To end the parade of deaths of black men and women at the hands of police, we need to match our outrage with outcomes. We need to take to the streets and to the polls with a clear plan for reform.  In our 2014 Born Suspect Report, we captured the magnitude and impact of racial profiling in urban communities, and we made substantive, data-based suggestions for nationwide reform and preventative legislation. Now, we are asking all elected officials and candidates to sign our Pledge to Preserve and Protect Our Lives.

By signing the pledge, officials promise to take action to cut off funding to law enforcement agencies that discriminate and ensure independent investigation of law enforcement agencies, detailed data reporting about police stops and uses of force, comprehensive standards governing the use of force, and civilian oversight of policing.  These reforms would increase policing transparency and accountability and are essential to rebuilding the broken relationships between police and the communities they serve.

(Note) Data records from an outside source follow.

use crate::{
    codec::DecimalString,
    error::DecodeError,
};
use bigdecimal::num_bigint::BigInt;
use serde::{
    Deserialize,
    Serialize,
};
use std::{
    fmt,
    str::FromStr,
};

/// Lottery round identifier as carried by the ledger, in base 10.
///
/// Not validated: ids produced by the window walk may be negative, and a failed
/// fetch must still echo whatever id it was asked for. Numeric ids are held in
/// canonical form, so `"007"` and `"7"` name the same round.
#[derive(Debug, Clone, PartialEq, Eq, Hash, Serialize, Deserialize)]
#[serde(from = "String", into = "String")]
pub struct RoundId(String);

impl RoundId {
    pub fn as_str(&self) -> &str {
        &self.0
    }

    pub fn numeric(&self) -> Option<BigInt> {
        BigInt::from_str(&self.0).ok()
    }
}

impl From<String> for RoundId {
    fn from(value: String) -> Self {
        match BigInt::from_str(value.trim()) {
            Ok(number) => Self(number.to_string()),
            Err(_) => Self(value),
        }
    }
}

impl From<&str> for RoundId {
    fn from(value: &str) -> Self {
        Self::from(value.to_string())
    }
}

impl From<RoundId> for String {
    fn from(value: RoundId) -> Self {
        value.0
    }
}

impl From<u64> for RoundId {
    fn from(value: u64) -> Self {
        Self(value.to_string())
    }
}

impl fmt::Display for RoundId {
    fn fmt(&self, f: &mut fmt::Formatter<'_>) -> fmt::Result {
        f.write_str(&self.0)
    }
}

#[derive(Debug, Clone, Copy, PartialEq, Eq, Hash, Default, Serialize, Deserialize)]
#[serde(rename_all = "lowercase")]
pub enum RoundStatus {
    #[default]
    Pending,
    Open,
    Close,
    Claimable,
}

impl RoundStatus {
    pub fn from_code(code: u64) -> Result<Self, DecodeError> {
        match code {
            0 => Ok(RoundStatus::Pending),
            1 => Ok(RoundStatus::Open),
            2 => Ok(RoundStatus::Close),
            3 => Ok(RoundStatus::Claimable),
            other => Err(DecodeError::UnknownStatus(other)),
        }
    }
}

/// Normalized lottery round, identical in shape whether or not the read succeeded.
///
/// Consumers branch on `is_loading` only. Every numeric field is a base-10 string,
/// empty when the round could not be read.
#[derive(Debug, Clone, PartialEq, Eq, Serialize, Deserialize)]
#[serde(rename_all = "camelCase")]
pub struct RoundRecord {
    pub is_loading: bool,
    pub round_id: RoundId,
    pub status: RoundStatus,
    pub start_time: DecimalString,
    pub end_time: DecimalString,
    pub ticket_price: DecimalString,
    pub discount_divisor: DecimalString,
    pub treasury_fee: DecimalString,
    pub first_ticket_id: DecimalString,
    pub last_ticket_id: DecimalString,
    pub amount_collected: DecimalString,
    pub final_number: Option<u32>,
    pub reward_per_bracket: Vec<DecimalString>,
    pub count_winners_per_bracket: Vec<DecimalString>,
    pub rewards_breakdown: Vec<DecimalString>,
}

#[derive(Debug, Clone, PartialEq, Eq, Serialize, Deserialize)]
#[serde(rename_all = "camelCase")]
pub struct Ticket {
    pub id: String,
    pub number: u32,
    pub claimed: bool,
}

/// Tickets one account holds in a round.
#[derive(Debug, Clone, PartialEq, Eq, Default, Serialize, Deserialize)]
#[serde(rename_all = "camelCase")]
pub struct RoundUserTickets {
    pub is_loading: bool,
    pub tickets: Vec<Ticket>,
}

We commend and are grateful for the continuing work and rapid response to this event by Tulsa NAACP Branch President Pleas Thompson and Oklahoma State Conference President Anthony R. Douglas.

On November 8, the power to communicate the gravity and urgency of the need for such reforms will lie in our hands. By registering to vote and showing up at the polls, we can show elected officials and all Americans that we are voters and activists with power.  We will honor the lost life of Terence Crutcher.  We will #StayWokeAndVote.”